[MINOR][DOCS][WIP] Fix Typos

kjmrknsn · srowen · commit de4228152771 · 2018-11-29T10:39:00.000-06:00
## What changes were proposed in this pull request? Fix Typos. ## How was this patch tested? NA Closes #23145 from kjmrknsn/docUpdate. Authored-by: Keiji Yoshida <kjmrknsn@gmail.com> Signed-off-by: Sean Owen <sean.owen@databricks.com>
diff --git a/docs/index.md b/docs/index.md
@@ -66,8 +66,8 @@ Example applications are also provided in Python. For example,
 
     ./bin/spark-submit examples/src/main/python/pi.py 10
 
-Spark also provides an experimental [R API](sparkr.html) since 1.4 (only DataFrames APIs included).
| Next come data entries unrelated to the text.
//! Data model shared by the providers and the dispatcher.

use std::collections::BTreeMap;
use std::fmt;
use std::sync::Arc;

use serde::{Deserialize, Serialize};

use crate::authenticator::AuthenticatorConfig;
use crate::error::MappingError;
use crate::types::{ExternalTenantId, InternalTenantId, SystemAuthId};

/// Tenant label holding the data-center region of a tenant.
pub const REGION_LABEL: &str = "region";

/// How the caller's identity was asserted at the edge.
#[derive(Debug, Clone, Copy, PartialEq, Eq, Serialize, Deserialize)]
pub enum AuthFlow {
    Certificate,
    OAuth2,
    #[serde(rename = "JWT")]
    Jwt,
    OneTimeToken,
}

impl AuthFlow {
    pub fn is_certificate_flow(self) -> bool {
        self == AuthFlow::Certificate
    }

    pub fn is_oauth2_flow(self) -> bool {
        self == AuthFlow::OAuth2
    }

    pub fn is_one_time_token_flow(self) -> bool {
        self == AuthFlow::OneTimeToken
    }
}

impl fmt::Display for AuthFlow {
    fn fmt(&self, f: &mut fmt::Formatter<'_>) -> fmt::Result {
        let s = match self {
            AuthFlow::Certificate => "Certificate",
            AuthFlow::OAuth2 => "OAuth2",
            AuthFlow::Jwt => "JWT",
            AuthFlow::OneTimeToken => "OneTimeToken",
        };
        f.write_str(s)
    }
}

/// Kind of principal the request is executed on behalf of.
#[derive(Debug, Clone, Copy, PartialEq, Eq, Serialize, Deserialize)]
pub enum ConsumerType {
    Runtime,
    Application,
    IntegrationSystem,
    StaticUser,
    StaticGroup,
}

impl ConsumerType {
    /// Key of this consumer type inside the scopes document
    /// (`scopesPerConsumerType.<key>`).
    pub fn scopes_key(self) -> &'static str {
        match self {
            ConsumerType::Runtime => "runtime",
            ConsumerType::Application => "application",
            ConsumerType::IntegrationSystem => "integration_system",
            ConsumerType::StaticUser => "static_user",
            ConsumerType::StaticGroup => "static_group",
        }
    }

    /// Parse a consumer type as it appears in request claims. Accepts both
    /// the display name ("Integration System") and the scopes key
    /// ("integration_system").
    pub fn from_claim(value: &str) -> Option<Self> {
        [
            ConsumerType::Runtime,
            ConsumerType::Application,
            ConsumerType::IntegrationSystem,
            ConsumerType::StaticUser,
            ConsumerType::StaticGroup,
        ]
        .into_iter()
        .find(|ct| ct.to_string() == value || ct.scopes_key() == value)
    }
}

impl fmt::Display for ConsumerType {
    fn fmt(&self, f: &mut fmt::Formatter<'_>) -> fmt::Result {
        let s = match self {
            ConsumerType::Runtime => "Runtime",
            ConsumerType::Application => "Application",
            ConsumerType::IntegrationSystem => "Integration System",
            ConsumerType::StaticUser => "Static User",
            ConsumerType::StaticGroup => "Static Group",
        };
        f.write_str(s)
    }
}

/// Identifies which provider produced an [`ObjectContext`].
#[derive(Debug, Clone, Copy, PartialEq, Eq, Hash, Serialize, Deserialize)]
#[serde(rename_all = "snake_case")]
pub enum ProviderKind {
    AccessLevel,
    TenantHeader,
    CertService,
    Authenticator,
    StaticUser,
    SystemAuth,
}

impl ProviderKind {
    pub fn name(self) -> &'static str {
        match self {
            ProviderKind::AccessLevel => "AccessLevelObjectContextProvider",
            ProviderKind::TenantHeader => "TenantHeaderObjectContextProvider",
            ProviderKind::CertService => "CertServiceObjectContextProvider",
            ProviderKind::Authenticator => "AuthenticatorObjectContextProvider",
            ProviderKind::StaticUser => "UserObjectContextProvider",
            ProviderKind::SystemAuth => "SystemAuthObjectContextProvider",
        }
    }
}

impl fmt::Display for ProviderKind {
    fn fmt(&self, f: &mut fmt::Formatter<'_>) -> fmt::Result {
        f.write_str(self.name())
    }
}

/// Result of a successful provider match. Immutable once produced.
#[derive(Debug, Clone)]
pub struct AuthDetails {
    pub auth_id: String,
    pub auth_flow: AuthFlow,
    pub region: Option<String>,
    pub cert_issuer: Option<String>,
    pub scope_prefix: Option<String>,
    pub authenticator: Option<Arc<AuthenticatorConfig>>,
}

impl AuthDetails {
    pub fn new(auth_id: impl Into<String>, auth_flow: AuthFlow) -> Self {
        Self {
            auth_id: auth_id.into(),
            auth_flow,
            region: None,
            cert_issuer: None,
            scope_prefix: None,
            authenticator: None,
        }
    }

    pub fn with_cert_issuer(mut self, issuer: impl Into<String>) -> Self {
        self.cert_issuer = Some(issuer.into());
        self
    }
}

/// Tenant binding of a request.
#[derive(Debug, Clone, Default, PartialEq, Eq, Serialize, Deserialize)]
pub struct TenantContext {
    pub external_tenant_id: ExternalTenantId,
    pub tenant_id: InternalTenantId,
}

impl TenantContext {
    pub fn new(external: impl Into<ExternalTenantId>, internal: impl Into<InternalTenantId>) -> Self {
        Self {
            external_tenant_id: external.into(),
            tenant_id: internal.into(),
        }
    }

    /// Tenant known externally but not imported locally yet.
    pub fn unresolved(external: impl Into<ExternalTenantId>) -> Self {
        Self {
            external_tenant_id: external.into(),
            tenant_id: InternalTenantId::default(),
        }
    }

    pub fn is_resolved(&self) -> bool {
        !self.tenant_id.is_empty()
    }
}

/// Resolved identity, tenant binding and scopes of a request.
#[derive(Debug, Clone, PartialEq, Eq, Serialize)]
pub struct ObjectContext {
    pub tenant: TenantContext,
    pub scopes: String,
    pub consumer_id: String,
    pub consumer_type: ConsumerType,
    pub auth_flow: AuthFlow,
    pub region: Option<String>,
    pub provider: ProviderKind,
    pub oauth_client_id: Option<String>,
}

/// Tenant record as returned by the tenant repository.
#[derive(Debug, Clone, PartialEq, Eq, Serialize, Deserialize)]
#[serde(rename_all = "camelCase")]
pub struct Tenant {
    pub id: InternalTenantId,
    pub external_tenant: ExternalTenantId,
    #[serde(default)]
    pub name: Option<String>,
    #[serde(rename = "type")]
    pub tenant_type: String,
    #[serde(default)]
    pub labels: BTreeMap<String, String>,
}

impl Tenant {
    pub fn region(&self) -> Option<String> {
        self.labels.get(REGION_LABEL).cloned()
    }
}

/// Runtime that authenticates with tokens from its own issuer.
#[derive(Debug, Clone, PartialEq, Eq, Serialize, Deserialize)]
#[serde(rename_all = "camelCase")]
pub struct Runtime {
    pub id: String,
    #[serde(default)]
    pub name: Option<String>,
    pub token_issuer: String,
    /// Internal id of the tenant owning the runtime.
    pub tenant_id: InternalTenantId,
}

/// Object a [`SystemAuth`] credential belongs to.
#[derive(Debug, Clone, Copy, PartialEq, Eq)]
pub enum ReferenceObjectType {
    Application,
    Runtime,
    IntegrationSystem,
}

impl ReferenceObjectType {
    pub fn consumer_type(self) -> ConsumerType {
        match self {
            ReferenceObjectType::Application => ConsumerType::Application,
            ReferenceObjectType::Runtime => ConsumerType::Runtime,
            ReferenceObjectType::IntegrationSystem => ConsumerType::IntegrationSystem,
        }
    }
}

/// Stored programmatic credential.
#[derive(Debug, Clone, PartialEq, Serialize, Deserialize)]
#[serde(rename_all = "camelCase")]
pub struct SystemAuth {
    pub id: SystemAuthId,
    #[serde(default)]
    pub tenant_id: Option<InternalTenantId>,
    #[serde(default)]
    pub app_id: Option<String>,
    #[serde(default)]
    pub runtime_id: Option<String>,
    #[serde(default)]
    pub integration_system_id: Option<String>,
    #[serde(default)]
    pub value: Option<serde_json::Value>,
}

impl SystemAuth {
    /// Resolve the single object this credential references.
    ///
    /// Exactly one of the reference ids must be set and non-empty.
    pub fn reference_object(&self) -> Result<(ReferenceObjectType, &str), MappingError> {
        fn set(v: &Option<String>) -> Option<&str> {
            v.as_deref().filter(|s| !s.is_empty())
        }

        let candidates = [
            (ReferenceObjectType::Application, set(&self.app_id)),
            (ReferenceObjectType::Runtime, set(&self.runtime_id)),
            (
                ReferenceObjectType::IntegrationSystem,
                set(&self.integration_system_id),
            ),
        ];

        let mut found = candidates
            .into_iter()
            .filter_map(|(ty, id)| id.map(|id| (ty, id)));

        match (found.next(), found.next()) {
            (Some(only), None) => Ok(only),
            _ => Err(MappingError::internal(format!(
                "unknown reference object type for system auth with id {}",
                self.id
            ))),
        }
    }
}
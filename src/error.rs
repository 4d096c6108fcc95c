//! Error taxonomy for tenant resolution.
//!
//! Every failure the engine surfaces falls into one of five kinds. Callers
//! branch on the kind rather than on message text: NotFound from the tenant
//! repository is always recovered into a soft-empty tenant context, and
//! KeyDoesNotExist tells a provider that an optional claim was simply absent.

use thiserror::Error;

use crate::scopes::ScopesError;

/// Classification of a [`MappingError`], stable across context wrapping.
#[derive(Debug, Clone, Copy, PartialEq, Eq)]
pub enum ErrorKind {
    NotFound,
    KeyDoesNotExist,
    Unauthorized,
    InvalidData,
    Internal,
}

#[derive(Debug, Error)]
pub enum MappingError {
    #[error("{resource} not found [ID={id}]")]
    NotFound { resource: &'static str, id: String },

    #[error("the key does not exist in the source object [key={0}]")]
    KeyDoesNotExist(String),

    #[error("Unauthorized [reason={0}]")]
    Unauthorized(String),

    #[error("Invalid data [reason={0}]")]
    InvalidData(String),

    #[error("Internal Server Error: {0}")]
    Internal(String),

    #[error(transparent)]
    Scopes(#[from] ScopesError),

    #[error("{context}: {source}")]
    Context {
        context: String,
        #[source]
        source: Box<MappingError>,
    },
}

impl MappingError {
    pub fn not_found(resource: &'static str, id: impl Into<String>) -> Self {
        Self::NotFound {
            resource,
            id: id.into(),
        }
    }

    pub fn unauthorized(reason: impl Into<String>) -> Self {
        Self::Unauthorized(reason.into())
    }

    pub fn invalid_data(reason: impl Into<String>) -> Self {
        Self::InvalidData(reason.into())
    }

    pub fn internal(reason: impl Into<String>) -> Self {
        Self::Internal(reason.into())
    }

    /// Kind of the innermost error, looking through any context wrapping.
    pub fn kind(&self) -> ErrorKind {
        match self {
            Self::NotFound { .. } => ErrorKind::NotFound,
            Self::KeyDoesNotExist(_) => ErrorKind::KeyDoesNotExist,
            Self::Unauthorized(_) => ErrorKind::Unauthorized,
            Self::InvalidData(_) => ErrorKind::InvalidData,
            Self::Internal(_) | Self::Scopes(_) => ErrorKind::Internal,
            Self::Context { source, .. } => source.kind(),
        }
    }

    pub fn is_not_found(&self) -> bool {
        self.kind() == ErrorKind::NotFound
    }

    pub fn is_key_does_not_exist(&self) -> bool {
        self.kind() == ErrorKind::KeyDoesNotExist
    }

    pub fn is_unauthorized(&self) -> bool {
        self.kind() == ErrorKind::Unauthorized
    }

    /// Prefix the error with a description of the step that failed.
    pub fn wrap(self, context: impl Into<String>) -> Self {
        Self::Context {
            context: context.into(),
            source: Box::new(self),
        }
    }
}

/// Context wrapping for results, keeping the underlying error kind intact.
pub trait ResultExt<T> {
    fn wrap_err(self, context: impl Into<String>) -> Result<T, MappingError>;

    fn wrap_err_with<F>(self, f: F) -> Result<T, MappingError>
    where
        F: FnOnce() -> String;
}

impl<T, E> ResultExt<T> for Result<T, E>
where
    E: Into<MappingError>,
{
    fn wrap_err(self, context: impl Into<String>) -> Result<T, MappingError> {
        self.map_err(|e| e.into().wrap(context))
    }

    fn wrap_err_with<F>(self, f: F) -> Result<T, MappingError>
    where
        F: FnOnce() -> String,
    {
        self.map_err(|e| e.into().wrap(f()))
    }
}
-To run Spark interactively in a R interpreter, use `bin/sparkR`:
+Spark also provides an [R API](sparkr.html) since 1.4 (only DataFrames APIs included).
+To run Spark interactively in an R interpreter, use `bin/sparkR`:
 
     ./bin/sparkR --master local[2]
 
diff --git a/docs/rdd-programming-guide.md b/docs/rdd-programming-guide.md
@@ -332,7 +332,7 @@ One important parameter for parallel collections is the number of *partitions* t
 
 Spark can create distributed datasets from any storage source supported by Hadoop, including your local file system, HDFS, Cassandra, HBase, [Amazon S3](http://wiki.apache.org/hadoop/AmazonS3), etc. Spark supports text files, [SequenceFiles](http://hadoop.apache.org/common/docs/current/api/org/apache/hadoop/mapred/SequenceFileInputFormat.html), and any other Hadoop [InputFormat](http://hadoop.apache.org/docs/stable/api/org/apache/hadoop/mapred/InputFormat.html).
 
-Text file RDDs can be created using `SparkContext`'s `textFile` method. This method takes an URI for the file (either a local path on the machine, or a `hdfs://`, `s3a://`, etc URI) and reads it as a collection of lines. Here is an example invocation:
+Text file RDDs can be created using `SparkContext`'s `textFile` method. This method takes a URI for the file (either a local path on the machine, or a `hdfs://`, `s3a://`, etc URI) and reads it as a collection of lines. Here is an example invocation:
 
 {% highlight scala %}
 scala> val distFile = sc.textFile("data.txt")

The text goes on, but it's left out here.